Chi visita la Casa Museo Boschi di Stefano di Milano oggi, nell’ultima sala del percorso espositivo troverà un quadro del 1978 di Elena Mezzadra (Pavia 1926-Milano 2022), tutto giocato sugli accordi di bianco e blu e percorso da fili arancio che accendono la struttura cromatica come un incendio latente. Lei ripeteva spesso di essere l’unica donna di cui Antonio Boschi avesse acquistato delle opere. Ne avrebbe presi sei – tutti nelle civiche raccolte milanesi – due alla volta: una tela a suo gusto, l’altra immaginando cosa avrebbe scelto la sua compianta consorte, che testimoniano di una ricerca tenace e solitaria.

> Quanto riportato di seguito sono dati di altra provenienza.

//! Error types for tagsweep

use thiserror::Error;

/// Errors that can occur while configuring or running a sweep
#[derive(Error, Debug)]
pub enum SweepError {
    /// A required setting is missing or empty
    #[error("missing required setting: {var}")]
    MissingConfig { var: &'static str },

    /// A setting is present but unusable
    #[error("invalid configuration: {0}")]
    InvalidConfig(String),

    /// Request could not be built, sent, or its body read
    #[error("HTTP error while {context}: {source}")]
    Http {
        context: String,
        #[source]
        source: reqwest::Error,
    },

    /// Registry answered with a status the operation does not accept
    #[error("unexpected status {status} while {context}")]
    UnexpectedStatus { context: String, status: u16 },

    /// Response body was not the expected JSON shape
    #[error("failed to decode response while {context}: {source}")]
    Decode {
        context: String,
        #[source]
        source: serde_json::Error,
    },

    /// JSON encoding error (report output)
    #[error("JSON encoding error: {0}")]
    Json(#[from] serde_json::Error),

    /// IO error
    #[error("IO error: {0}")]
    Io(#[from] std::io::Error),
}

impl SweepError {
    pub(crate) fn http(context: impl Into<String>, source: reqwest::Error) -> Self {
        SweepError::Http {
            context: context.into(),
            source,
        }
    }

    pub(crate) fn decode(context: impl Into<String>, source: serde_json::Error) -> Self {
        SweepError::Decode {
            context: context.into(),
            source,
        }
    }
}

/// Result type for tagsweep operations.
pub type Result<T> = std::result::Result<T, SweepError>;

PER ELENA MEZZADRA, allieva dello scultore Virginio Ciminaghi ma sostanzialmente autodidatta, la pittura era stata una conquista perseguita con ostinazione, e non senza ostacoli, per anni alternata al lavoro di illustratrice, persino di disegnatrice di mappe geografiche, prima di potersi consacrare totalmente alla pittura e a ritagliarsi uno spazio di autonomia, gravitando intorno alla Galleria delle Ore di Giovanni Fumagalli, attento ai giovani artisti e al lavoro delle donne artiste. Il suo esordio fu tardivo, ma il gallerista convinse l’ingegner Boschi a legare indissolubilmente il nome dell’artista all’appartamento di via Jan, oltre a sollecitare l’attenzione di critici e poeti, da Roberto Sanesi a Luciano Caramel, che nel 1992 introdurrà la sua grande mostra personale al Pac di Milano.

CERTO, non era semplice collocarla nel panorama delle ricerche coeve: né «naturalista» né «astratto-concreta» – stando a un lessico usurato già all’epoca – si era votata alla pura astrazione, conciliando il rigore della geometria con una tessitura vibrante e sfilacciata, data da un paziente lavoro di stratificazione e velatura, approfondito per via di variazioni per tutta la vita. A un certo punto giungerà alla scelta radicale di non titolare e non datare più nessun quadro: a contare, per lei, era il valore pittorico irrelato, che negava la possibilità di un flusso temporale.
L’intreccio di linee dal dettato ritmico dava vita a forme fluttuanti e acuminate, a un incastro di piani colorati, dapprima a intarsio con bordi slabbrati, poi sovrapposti e trasparenti, come se una luce diafana e intensa si irradiasse dal fondo della tela. Era lo stesso principio cercato in calcografia, passando da formati molto grandi a lastre piccole e piccolissime, dove il segno brusco e insistito dava una spinta dinamica all’immagine, cercando con tormentato rovello una lirica leggerezza.

DIFFICILE DIRE da dove venisse quella luce, salvo percepire che quelle ampie tele erano animate da un moto lento e severo, solenne ma non retorico, dando voce a una tensione interiore placata ma non pacificata, a un conflitto che non poteva chiudersi in un disegno esatto e platonicamente compatto, tutto mentale e scevro di emozione.
Ma forse quella luce intensa veniva, come titolava un racconto di Umberto Eco di cui Elena realizzò un’edizione con alcune acqueforti, da un altro empireo.